M4 relief road plans submission questioned
FUTURE Generations Commissioner Sophie Howe has accused the Welsh Government of misinterpreting its own law in seeking to persuade a planning inspector to back plans for a £1bn M4 relief road.
In a submission to the ongoing public inquiry into the Welsh Government’s proposal to build a new section of the M4 bypassing the notorious bottleneck of the Brynglas Tunnels, Ms Howe takes issue with arguments put by the Government to the inspector.
Business groups like the CBI argue that a relief road is needed to make access to South Wales easier. They support the Welsh Government’s preferred “black route” which would go across Newport docks and through the sensitive landscape of the Gwent Wetlands.
Ms Howe’s role as commissioner was created in the wake of the Well-being of Future Generations Act, which places a legal obligation on public bodies to take into account the impact of all strategic decisions on future generations.
The M4 public inquiry is due to resume next week, and she has asked for permission to have an additional submission considered.
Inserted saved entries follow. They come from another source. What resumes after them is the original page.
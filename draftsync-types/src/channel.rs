//! Channel drafts and entities.
//!
//! Channels are flat resources: a handful of localized fields and a set of
//! roles, no child lists and no publish state.

use crate::{LocalizedString, ResourceId};
use serde::{Deserialize, Serialize};

/// What a channel is used for.
#[derive(Debug, Clone, Copy, PartialEq, Eq, Hash, PartialOrd, Ord, Serialize, Deserialize)]
#[serde(rename_all = "PascalCase")]
pub enum ChannelRole {
    InventorySupply,
    ProductDistribution,
    OrderExport,
    OrderImport,
    Primary,
}

/// Desired state of a channel.
#[derive(Debug, Clone, Default, PartialEq, Eq, Serialize, Deserialize)]
pub struct ChannelDraft {
    #[serde(default, skip_serializing_if = "Option::is_none")]
    pub key: Option<String>,
    #[serde(default, skip_serializing_if = "Option::is_none")]
    pub name: Option<LocalizedString>,
    #[serde(default, skip_serializing_if = "Option::is_none")]
    pub description: Option<LocalizedString>,
    #[serde(default)]
    pub roles: Vec<ChannelRole>,
}

impl ChannelDraft {
    pub fn new(key: impl Into<String>) -> Self {
        Self {
            key: Some(key.into()),
            ..Self::default()
        }
    }

    #[must_use]
    pub fn with_name(mut self, name: LocalizedString) -> Self {
        self.name = Some(name);
        self
    }

    #[must_use]
    pub fn with_description(mut self, description: LocalizedString) -> Self {
        self.description = Some(description);
        self
    }

    #[must_use]
    pub fn with_roles(mut self, roles: impl IntoIterator<Item = ChannelRole>) -> Self {
        self.roles = roles.into_iter().collect();
        self
    }
}

/// A channel as stored remotely.
#[derive(Debug, Clone, PartialEq, Eq, Serialize, Deserialize)]
pub struct Channel {
    pub id: ResourceId,
    pub version: u64,
    pub key: String,
    #[serde(default, skip_serializing_if = "Option::is_none")]
    pub name: Option<LocalizedString>,
    #[serde(default, skip_serializing_if = "Option::is_none")]
    pub description: Option<LocalizedString>,
    #[serde(default)]
    pub roles: Vec<ChannelRole>,
}

impl Channel {
    /// Builds the stored form of a draft. A missing key becomes empty.
    pub fn from_draft(id: ResourceId, draft: &ChannelDraft) -> Self {
        Self {
            id,
            version: 1,
            key: draft.key.clone().unwrap_or_default(),
            name: draft.name.clone(),
            description: draft.description.clone(),
            roles: draft.roles.clone(),
        }
    }
}
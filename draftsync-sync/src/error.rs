//! Error types for the sync layer.

use thiserror::Error;

/// Result type for sync operations.
pub type SyncResult<T> = Result<T, SyncError>;

/// Errors raised by remote services and option validation.
#[derive(Debug, Error)]
pub enum SyncError {
    /// The entity changed remotely since it was read; its version is stale.
    #[error("concurrent modification: {0}")]
    ConcurrentModification(String),

    /// The addressed entity does not exist.
    #[error("not found: {0}")]
    NotFound(String),

    /// The remote system rejected the request.
    #[error("remote error: {0}")]
    Remote(String),

    /// Network error.
    #[error("network error: {0}")]
    Network(String),

    /// Serialization error.
    #[error("serialization error: {0}")]
    Serialization(#[from] serde_json::Error),

    /// Sync options failed validation.
    #[error("invalid options: {0}")]
    InvalidOptions(String),
}

impl SyncError {
    /// Whether the update failed on a stale version and may be retried
    /// against a freshly fetched entity.
    pub fn is_concurrent_modification(&self) -> bool {
        matches!(self, Self::ConcurrentModification(_))
    }
}
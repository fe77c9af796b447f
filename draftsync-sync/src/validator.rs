//! Batch validation.
//!
//! Filters a raw batch down to the drafts that can be synced and collects
//! their keys for the remote lookup. Rejections are returned as messages;
//! the orchestrator turns them into error events.

use crate::kind::ValidateDraft;
use draftsync_types::is_blank;
use std::collections::HashSet;

/// Outcome of validating one batch.
#[derive(Debug)]
pub struct ValidatedBatch<K: ValidateDraft> {
    /// Valid drafts in first-seen order, equal drafts collapsed.
    pub drafts: Vec<K::Draft>,
    /// Keys of the valid drafts.
    pub keys: HashSet<String>,
    /// One entry per rejected draft: the reason and the draft, if any.
    pub rejected: Vec<(String, Option<K::Draft>)>,
}

/// Validates a raw batch.
///
/// A draft is rejected when it is absent, its key is blank, or the kind's
/// own checks fail. Two distinct drafts sharing a key are both kept.
pub fn validate_batch<K: ValidateDraft>(batch: Vec<Option<K::Draft>>) -> ValidatedBatch<K> {
    let mut drafts: Vec<K::Draft> = Vec::new();
    let mut keys = HashSet::new();
    let mut rejected = Vec::new();

    for draft in batch {
        let Some(draft) = draft else {
            rejected.push((format!("{} is null.", K::DRAFT_NAME), None));
            continue;
        };
        let key = match K::draft_key(&draft) {
            Some(key) if !is_blank(Some(key)) => key.to_string(),
            _ => {
                let message = format!(
                    "{} with name: {} doesn't have a key. Please make sure all {} drafts have keys.",
                    K::DRAFT_NAME,
                    K::display_name(&draft),
                    K::NAME
                );
                rejected.push((message, Some(draft)));
                continue;
            }
        };
        if let Err(message) = K::check(&draft) {
            rejected.push((message, Some(draft)));
            continue;
        }
        if !drafts.contains(&draft) {
            drafts.push(draft);
        }
        keys.insert(key);
    }

    ValidatedBatch {
        drafts,
        keys,
        rejected,
    }
}
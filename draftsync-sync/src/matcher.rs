//! Pairs drafts with the entities fetched for their keys.

use crate::kind::ResourceKind;
use std::collections::HashMap;

/// What to do with one draft.
#[derive(Debug)]
pub enum Matched<K: ResourceKind> {
    Create(K::Draft),
    Update { existing: K::Entity, draft: K::Draft },
}

/// Matches every draft to the existing entity with the same key.
///
/// When several fetched entities share a key the last one wins.
pub fn match_drafts<K: ResourceKind>(
    existing: Vec<K::Entity>,
    drafts: Vec<K::Draft>,
) -> Vec<Matched<K>> {
    let mut by_key: HashMap<String, K::Entity> = HashMap::new();
    for entity in existing {
        if let Some(key) = K::entity_key(&entity) {
            by_key.insert(key.to_string(), entity);
        }
    }

    drafts
        .into_iter()
        .map(|draft| {
            let existing = K::draft_key(&draft).and_then(|key| by_key.get(key)).cloned();
            match existing {
                Some(existing) => Matched::Update { existing, draft },
                None => Matched::Create(draft),
            }
        })
        .collect()
}
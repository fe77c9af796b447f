//! Remote service abstraction.
//!
//! The orchestrator never talks to a remote system directly. It goes
//! through a [`ResourceService`], which an application implements on top of
//! its HTTP client (or anything else that stores entities).

use crate::error::SyncResult;
use crate::kind::ResourceKind;
use async_trait::async_trait;
use std::collections::HashSet;

/// Remote operations on one resource kind.
#[async_trait]
pub trait ResourceService<K: ResourceKind>: Send + Sync {
    /// Fetches every existing entity whose key is in `keys`.
    async fn fetch_matching_by_keys(&self, keys: &HashSet<String>) -> SyncResult<Vec<K::Entity>>;

    /// Fetches one entity by key. `Ok(None)` when it does not exist.
    async fn fetch_by_key(&self, key: &str) -> SyncResult<Option<K::Entity>>;

    /// Creates an entity from a draft.
    async fn create(&self, draft: &K::Draft) -> SyncResult<K::Entity>;

    /// Applies `actions` in order to `entity` in a single request.
    ///
    /// Fails with [`crate::SyncError::ConcurrentModification`] when the
    /// remote version no longer matches the entity's version.
    async fn update(&self, entity: &K::Entity, actions: &[K::Action]) -> SyncResult<K::Entity>;
}
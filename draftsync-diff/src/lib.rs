//! Diff engine for draftsync.
//!
//! Every function in this crate is pure: it takes an existing entity and a
//! draft by reference and returns the ordered update actions that move the
//! entity to the draft's state. Nothing is cached between calls.
//!
//! # Policy
//!
//! All field comparators are instances of one rule: an action is emitted
//! only when old and new differ under value equality. On top of that:
//!
//! - **Reference sets** (category membership, channel roles) produce one
//!   remove per element only in the old set and one add per element only in
//!   the new set, comparing references by identity-equivalence.
//! - **Category order hints** are restricted to the new category membership.
//! - **Variants** are reconciled by key: removals, per-variant updates or
//!   additions in draft order, then the master-variant change.
//! - **Publish state** is derived last from the draft's publish flag, the
//!   entity's published flag, and whether anything else changed.
//!
//! Problems that make part of a diff impossible (blank master keys, null
//! variants) are returned as [`DiffIssue`]s next to the actions instead of
//! aborting the whole diff.

mod channel;
mod common;
mod filter;
mod product;
mod publish;
mod variant;
mod variants;

pub use channel::build_channel_actions;
pub use common::{build_update_action, difference_by};
pub use filter::{ActionGroup, SyncFilter};
pub use product::{
    build_add_to_category_actions, build_category_order_hint_actions, build_product_actions,
    build_remove_from_category_actions, build_set_tax_category_action,
    build_transition_state_action,
};
pub use publish::build_publish_or_unpublish_action;
pub use variant::{
    build_asset_actions, build_attribute_actions, build_image_actions, build_price_actions,
    build_sku_action,
};
pub use variants::{build_add_variant_action, build_change_master_variant_actions, build_variants_actions};

use serde::{Deserialize, Serialize};
use std::collections::BTreeSet;

/// Settings that shape a product diff.
#[derive(Debug, Clone, Default, PartialEq, Eq, Serialize, Deserialize)]
pub struct ProductDiffContext {
    /// Which action groups may be built.
    #[serde(default)]
    pub filter: SyncFilter,
    /// Attributes constrained to hold the same value on every variant.
    /// Changes to them are sent as one product-wide action.
    #[serde(default)]
    pub same_for_all_attributes: BTreeSet<String>,
}

impl ProductDiffContext {
    pub fn is_same_for_all(&self, attribute: &str) -> bool {
        self.same_for_all_attributes.contains(attribute)
    }
}

/// Actions produced by a diff together with the problems found on the way.
#[derive(Debug, Clone, PartialEq)]
pub struct DiffOutcome<A> {
    pub actions: Vec<A>,
    pub issues: Vec<DiffIssue>,
}

impl<A> DiffOutcome<A> {
    /// An outcome without issues.
    pub fn clean(actions: Vec<A>) -> Self {
        Self {
            actions,
            issues: Vec::new(),
        }
    }
}

/// Why variant actions could not be built (fully).
#[derive(Debug, Clone, PartialEq, Eq, thiserror::Error)]
pub enum VariantProblem {
    #[error("The variant is null.")]
    NullVariant,
    #[error("The variant key is blank.")]
    BlankVariantKey,
    #[error("Old master variant key is blank.")]
    BlankOldMasterKey,
    #[error("New master variant null or has blank key.")]
    BlankNewMasterKey,
    #[error("New master variant has blank SKU.")]
    BlankNewMasterSku,
}

/// A problem found while diffing one product.
#[derive(Debug, Clone, PartialEq, Eq, thiserror::Error)]
#[error("Failed to build variants update actions on the product with key '{product_key}'. Reason: {problem}")]
pub struct DiffIssue {
    pub product_key: String,
    pub problem: VariantProblem,
}
use draftsync_diff::{
    DiffIssue, ProductDiffContext, VariantProblem, build_asset_actions, build_attribute_actions,
    build_change_master_variant_actions, build_image_actions, build_price_actions,
    build_product_actions, build_variants_actions,
};
use draftsync_types::{
    Asset, Image, LocalizedString, Money, Price, Product, ProductAction, ProductDraft,
    ProductVariant, ProductVariantDraft, ResourceId, ResourceIdentifier,
};
use pretty_assertions::assert_eq;
use serde_json::json;

fn en(text: &str) -> LocalizedString {
    LocalizedString::of("en", text)
}

fn variant(key: &str) -> ProductVariantDraft {
    ProductVariantDraft::new(key).with_sku(format!("sku-{key}"))
}

fn product(master: ProductVariantDraft, variants: Vec<ProductVariantDraft>) -> ProductDraft {
    let mut draft = ProductDraft::new("p1", en("Shoe"), en("shoe")).with_master_variant(master);
    for v in variants {
        draft = draft.with_variant(v);
    }
    draft
}

fn existing(draft: &ProductDraft) -> Product {
    Product::from_draft(ResourceId::new(), draft)
}

fn stored(id: u32, draft: ProductVariantDraft) -> ProductVariant {
    ProductVariant::from_draft(id, &draft)
}

// ── List reconciliation ──────────────────────────────────────────

#[test]
fn removed_and_added_variants() {
    let old = existing(&product(variant("m1"), vec![variant("v2"), variant("v3")]));
    let new = product(variant("m1"), vec![variant("v3"), variant("v4")]);

    let outcome = build_variants_actions(&old, &new, &ProductDiffContext::default());
    assert!(outcome.issues.is_empty());
    assert_eq!(
        outcome.actions,
        vec![
            ProductAction::RemoveVariant { variant_id: 2 },
            ProductAction::AddVariant {
                key: Some("v4".to_string()),
                sku: Some("sku-v4".to_string()),
                attributes: Default::default(),
                prices: vec![],
                images: vec![],
                assets: vec![],
            },
        ]
    );
}

#[test]
fn promoted_variant_replaces_old_master() {
    let old = existing(&product(variant("m1"), vec![variant("v2")]));
    let new = product(variant("v2"), vec![]);

    let outcome = build_variants_actions(&old, &new, &ProductDiffContext::default());
    assert_eq!(
        outcome.actions,
        vec![
            ProductAction::ChangeMasterVariant {
                sku: "sku-v2".to_string()
            },
            ProductAction::RemoveVariant { variant_id: 1 },
        ]
    );
}

#[test]
fn demoted_master_is_kept() {
    let old = existing(&product(variant("m1"), vec![variant("v2")]));
    let new = product(variant("v2"), vec![variant("m1")]);

    let outcome = build_variants_actions(&old, &new, &ProductDiffContext::default());
    assert_eq!(
        outcome.actions,
        vec![ProductAction::ChangeMasterVariant {
            sku: "sku-v2".to_string()
        }]
    );
}

#[test]
fn new_master_without_sku_is_added_but_not_promoted() {
    let old = existing(&product(variant("m1"), vec![]));
    let new = product(ProductVariantDraft::new("fresh"), vec![]);

    let outcome = build_variants_actions(&old, &new, &ProductDiffContext::default());
    let names: Vec<_> = outcome.actions.iter().map(ProductAction::name).collect();
    assert_eq!(names, vec!["addVariant"]);
    assert_eq!(
        outcome.issues,
        vec![DiffIssue {
            product_key: "p1".to_string(),
            problem: VariantProblem::BlankNewMasterSku,
        }]
    );
}

#[test]
fn blank_old_master_key_aborts_variant_diff() {
    let mut old = existing(&product(variant("m1"), vec![variant("v2")]));
    old.master_variant.key = None;
    let new = product(variant("m1"), vec![variant("v3")]);

    let outcome = build_variants_actions(&old, &new, &ProductDiffContext::default());
    assert!(outcome.actions.is_empty());
    assert_eq!(outcome.issues.len(), 1);
    assert_eq!(
        outcome.issues[0].to_string(),
        "Failed to build variants update actions on the product with key 'p1'. \
         Reason: Old master variant key is blank."
    );
}

#[test]
fn missing_new_master_aborts_variant_diff() {
    let old = existing(&product(variant("m1"), vec![]));
    let mut new = product(variant("m1"), vec![]);
    new.master_variant = None;

    let outcome = build_variants_actions(&old, &new, &ProductDiffContext::default());
    assert!(outcome.actions.is_empty());
    assert_eq!(outcome.issues[0].problem, VariantProblem::BlankNewMasterKey);
}

#[test]
fn both_blank_masters_are_reported() {
    let mut old = existing(&product(variant("m1"), vec![variant("v2")]));
    old.master_variant.key = Some("  ".to_string());
    let mut new = product(variant("m1"), vec![variant("v3")]);
    new.master_variant = None;

    let outcome = build_variants_actions(&old, &new, &ProductDiffContext::default());
    assert!(outcome.actions.is_empty());
    let problems: Vec<_> = outcome.issues.iter().map(|i| i.problem.clone()).collect();
    assert_eq!(
        problems,
        vec![VariantProblem::BlankOldMasterKey, VariantProblem::BlankNewMasterKey]
    );
}

#[test]
fn null_and_keyless_variants_are_reported_and_skipped() {
    let old = existing(&product(variant("m1"), vec![]));
    let mut new = product(variant("m1"), vec![]);
    new.variants = vec![
        None,
        Some(ProductVariantDraft::default().with_sku("no-key")),
        Some(variant("v2")),
    ];

    let outcome = build_variants_actions(&old, &new, &ProductDiffContext::default());
    let problems: Vec<_> = outcome.issues.iter().map(|i| i.problem.clone()).collect();
    assert_eq!(
        problems,
        vec![VariantProblem::NullVariant, VariantProblem::BlankVariantKey]
    );
    let names: Vec<_> = outcome.actions.iter().map(ProductAction::name).collect();
    assert_eq!(names, vec!["addVariant"]);
}

#[test]
fn master_change_helper_ignores_equal_keys() {
    let d = product(variant("m1"), vec![]);
    assert_eq!(build_change_master_variant_actions(&existing(&d), &d), Ok(vec![]));
}

#[test]
fn product_diff_surfaces_variant_issues() {
    let old = existing(&product(variant("m1"), vec![]));
    let mut new = product(variant("m1"), vec![]);
    new.variants.push(None);
    new.name = en("Boot");

    let outcome = build_product_actions(&old, &new, &ProductDiffContext::default());
    assert_eq!(outcome.actions, vec![ProductAction::ChangeName { name: en("Boot") }]);
    assert_eq!(outcome.issues.len(), 1);
}

// ── Attributes ───────────────────────────────────────────────────

#[test]
fn attributes_unset_then_set() {
    let old = stored(
        1,
        variant("m1")
            .with_attribute("color", json!("red"))
            .with_attribute("size", json!(42)),
    );
    let new = variant("m1")
        .with_attribute("color", json!("blue"))
        .with_attribute("size", json!(42))
        .with_attribute("weight", json!(300));

    let mut with_removed = new.clone();
    with_removed.attributes.remove("size");

    assert_eq!(
        build_attribute_actions(&old, &new, &ProductDiffContext::default()),
        vec![
            ProductAction::SetAttribute {
                variant_id: 1,
                name: "color".to_string(),
                value: Some(json!("blue")),
            },
            ProductAction::SetAttribute {
                variant_id: 1,
                name: "weight".to_string(),
                value: Some(json!(300)),
            },
        ]
    );
    let names: Vec<_> = build_attribute_actions(&old, &with_removed, &ProductDiffContext::default())
        .into_iter()
        .filter_map(|a| match a {
            ProductAction::SetAttribute { name, value: None, .. } => Some(name),
            _ => None,
        })
        .collect();
    assert_eq!(names, vec!["size".to_string()]);
}

#[test]
fn same_for_all_attribute_is_sent_once() {
    let old = existing(&product(
        variant("m1").with_attribute("brand", json!("acme")),
        vec![variant("v2").with_attribute("brand", json!("acme"))],
    ));
    let new = product(
        variant("m1").with_attribute("brand", json!("globex")),
        vec![variant("v2").with_attribute("brand", json!("globex"))],
    );
    let ctx = ProductDiffContext {
        same_for_all_attributes: ["brand".to_string()].into(),
        ..ProductDiffContext::default()
    };

    let outcome = build_variants_actions(&old, &new, &ctx);
    assert_eq!(
        outcome.actions,
        vec![ProductAction::SetAttributeInAllVariants {
            name: "brand".to_string(),
            value: Some(json!("globex")),
        }]
    );
}

// ── Images ───────────────────────────────────────────────────────

#[test]
fn images_removed_added_and_reordered() {
    let old = stored(
        1,
        variant("m1")
            .with_image(Image::of("a.png"))
            .with_image(Image::of("b.png"))
            .with_image(Image::of("c.png")),
    );
    let new = variant("m1")
        .with_image(Image::of("c.png"))
        .with_image(Image::of("a.png"))
        .with_image(Image::of("d.png"));

    assert_eq!(
        build_image_actions(&old, &new),
        vec![
            ProductAction::RemoveImage {
                variant_id: 1,
                image_url: "b.png".to_string(),
            },
            ProductAction::AddExternalImage {
                variant_id: 1,
                image: Image::of("d.png"),
            },
            ProductAction::MoveImageToPosition {
                variant_id: 1,
                image_url: "c.png".to_string(),
                position: 0,
            },
        ]
    );
}

#[test]
fn image_label_change_keeps_image() {
    let old = stored(1, variant("m1").with_image(Image::of("a.png")));
    let mut labelled = Image::of("a.png");
    labelled.label = Some("front".to_string());
    let new = variant("m1").with_image(labelled);

    assert_eq!(
        build_image_actions(&old, &new),
        vec![ProductAction::SetImageLabel {
            variant_id: 1,
            image_url: "a.png".to_string(),
            label: Some("front".to_string()),
        }]
    );
}

// ── Prices ───────────────────────────────────────────────────────

#[test]
fn prices_matched_by_scope() {
    let old = stored(
        1,
        variant("m1")
            .with_price(Price::of(Money::of(100, "EUR")).with_id("p-eur"))
            .with_price(Price::of(Money::of(200, "USD")).with_id("p-usd")),
    );
    let new = variant("m1")
        .with_price(Price::of(Money::of(150, "EUR")))
        .with_price(Price::of(Money::of(300, "GBP")));

    assert_eq!(
        build_price_actions(&old, &new),
        vec![
            ProductAction::RemovePrice {
                price_id: "p-usd".to_string()
            },
            ProductAction::ChangePrice {
                price_id: "p-eur".to_string(),
                price: Price::of(Money::of(150, "EUR")),
            },
            ProductAction::AddPrice {
                variant_id: 1,
                price: Price::of(Money::of(300, "GBP")),
            },
        ]
    );
}

#[test]
fn country_makes_a_distinct_price_scope() {
    let old = stored(
        1,
        variant("m1").with_price(Price::of(Money::of(100, "EUR")).with_id("p-1")),
    );
    let new = variant("m1")
        .with_price(Price::of(Money::of(100, "EUR")))
        .with_price(Price::of(Money::of(90, "EUR")).with_country("DE"));

    let names: Vec<_> = build_price_actions(&old, &new)
        .iter()
        .map(ProductAction::name)
        .collect();
    assert_eq!(names, vec!["addPrice"]);
}

#[test]
fn price_references_match_by_id_or_key() {
    let old = stored(
        1,
        variant("m1").with_price(
            Price::of(Money::of(100, "EUR"))
                .with_id("price-1")
                .with_channel(ResourceIdentifier::of_id_and_key("ch-1", "berlin"))
                .with_customer_group(ResourceIdentifier::of_id_and_key("g-1", "vip")),
        ),
    );
    let new = variant("m1").with_price(
        Price::of(Money::of(100, "EUR"))
            .with_channel(ResourceIdentifier::of_id("ch-1"))
            .with_customer_group(ResourceIdentifier::of_key("vip")),
    );

    assert!(build_price_actions(&old, &new).is_empty());
}

#[test]
fn price_with_changed_value_under_key_reference_is_changed_in_place() {
    let old = stored(
        1,
        variant("m1").with_price(
            Price::of(Money::of(100, "EUR"))
                .with_id("price-1")
                .with_channel(ResourceIdentifier::of_id_and_key("ch-1", "berlin")),
        ),
    );
    let price = Price::of(Money::of(120, "EUR")).with_channel(ResourceIdentifier::of_key("berlin"));
    let new = variant("m1").with_price(price.clone());

    assert_eq!(
        build_price_actions(&old, &new),
        vec![ProductAction::ChangePrice {
            price_id: "price-1".to_string(),
            price,
        }]
    );
}

// ── Assets ───────────────────────────────────────────────────────

#[test]
fn assets_removed_renamed_and_added() {
    let old = stored(
        1,
        variant("m1")
            .with_asset(Asset::of("a1", en("Manual")))
            .with_asset(Asset::of("a2", en("Datasheet"))),
    );
    let new = variant("m1")
        .with_asset(Asset::of("a2", en("Data sheet")))
        .with_asset(Asset::of("a3", en("Video")).with_source("https://cdn/video.mp4"));

    assert_eq!(
        build_asset_actions(&old, &new),
        vec![
            ProductAction::RemoveAsset {
                variant_id: 1,
                asset_key: "a1".to_string(),
            },
            ProductAction::ChangeAssetName {
                variant_id: 1,
                asset_key: "a2".to_string(),
                name: en("Data sheet"),
            },
            ProductAction::AddAsset {
                variant_id: 1,
                asset: Asset::of("a3", en("Video")).with_source("https://cdn/video.mp4"),
                position: 1,
            },
        ]
    );
}

#[test]
fn asset_order_fixed_with_one_action() {
    let old = stored(
        1,
        variant("m1")
            .with_asset(Asset::of("a1", en("Manual")))
            .with_asset(Asset::of("a2", en("Datasheet"))),
    );
    let new = variant("m1")
        .with_asset(Asset::of("a2", en("Datasheet")))
        .with_asset(Asset::of("a1", en("Manual")));

    assert_eq!(
        build_asset_actions(&old, &new),
        vec![ProductAction::ChangeAssetOrder {
            variant_id: 1,
            asset_order: vec!["a2".to_string(), "a1".to_string()],
        }]
    );
}

#[test]
fn keyless_assets_are_ignored() {
    let old = stored(1, variant("m1"));
    let mut keyless = Asset::of("tmp", en("Loose"));
    keyless.key = None;
    let new = variant("m1").with_asset(keyless);

    assert!(build_asset_actions(&old, &new).is_empty());
}

#[test]
fn keyless_asset_does_not_shift_insert_positions() {
    let old = stored(1, variant("m1").with_asset(Asset::of("a1", en("Manual"))));
    let mut keyless = Asset::of("tmp", en("Loose"));
    keyless.key = None;
    let new = variant("m1")
        .with_asset(keyless)
        .with_asset(Asset::of("a1", en("Manual")))
        .with_asset(Asset::of("a2", en("Datasheet")));

    assert_eq!(
        build_asset_actions(&old, &new),
        vec![ProductAction::AddAsset {
            variant_id: 1,
            asset: Asset::of("a2", en("Datasheet")),
            position: 1,
        }]
    );
}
In it she asserts that the Welsh Government has misinterpreted the Act during its presentation of the case for a relief road in earlier hearings. She states: “The misapplication of the duties under the Well-being of Future Generations (Wales) Act 2015 in this case might set a wrong precedent which I am keen to avoid. The legislation provides a new framework for decision making in Wales, and requires a dramatic shift in the way we take decisions in Wales; my role is to ensure that these new ways of working and making decisions are adopted by those organisations covered by the Act.”
Ms Howe goes on to say that officials and witnesses at the inquiry who have claimed to apply “sustainable development” principles have not done so in accordance with the requirements of the Act. The Act expects policy-makers to consider the implications of their decisions on the economic, social, environmental and cultural well-being of Wales – known as the four pillars of well-being.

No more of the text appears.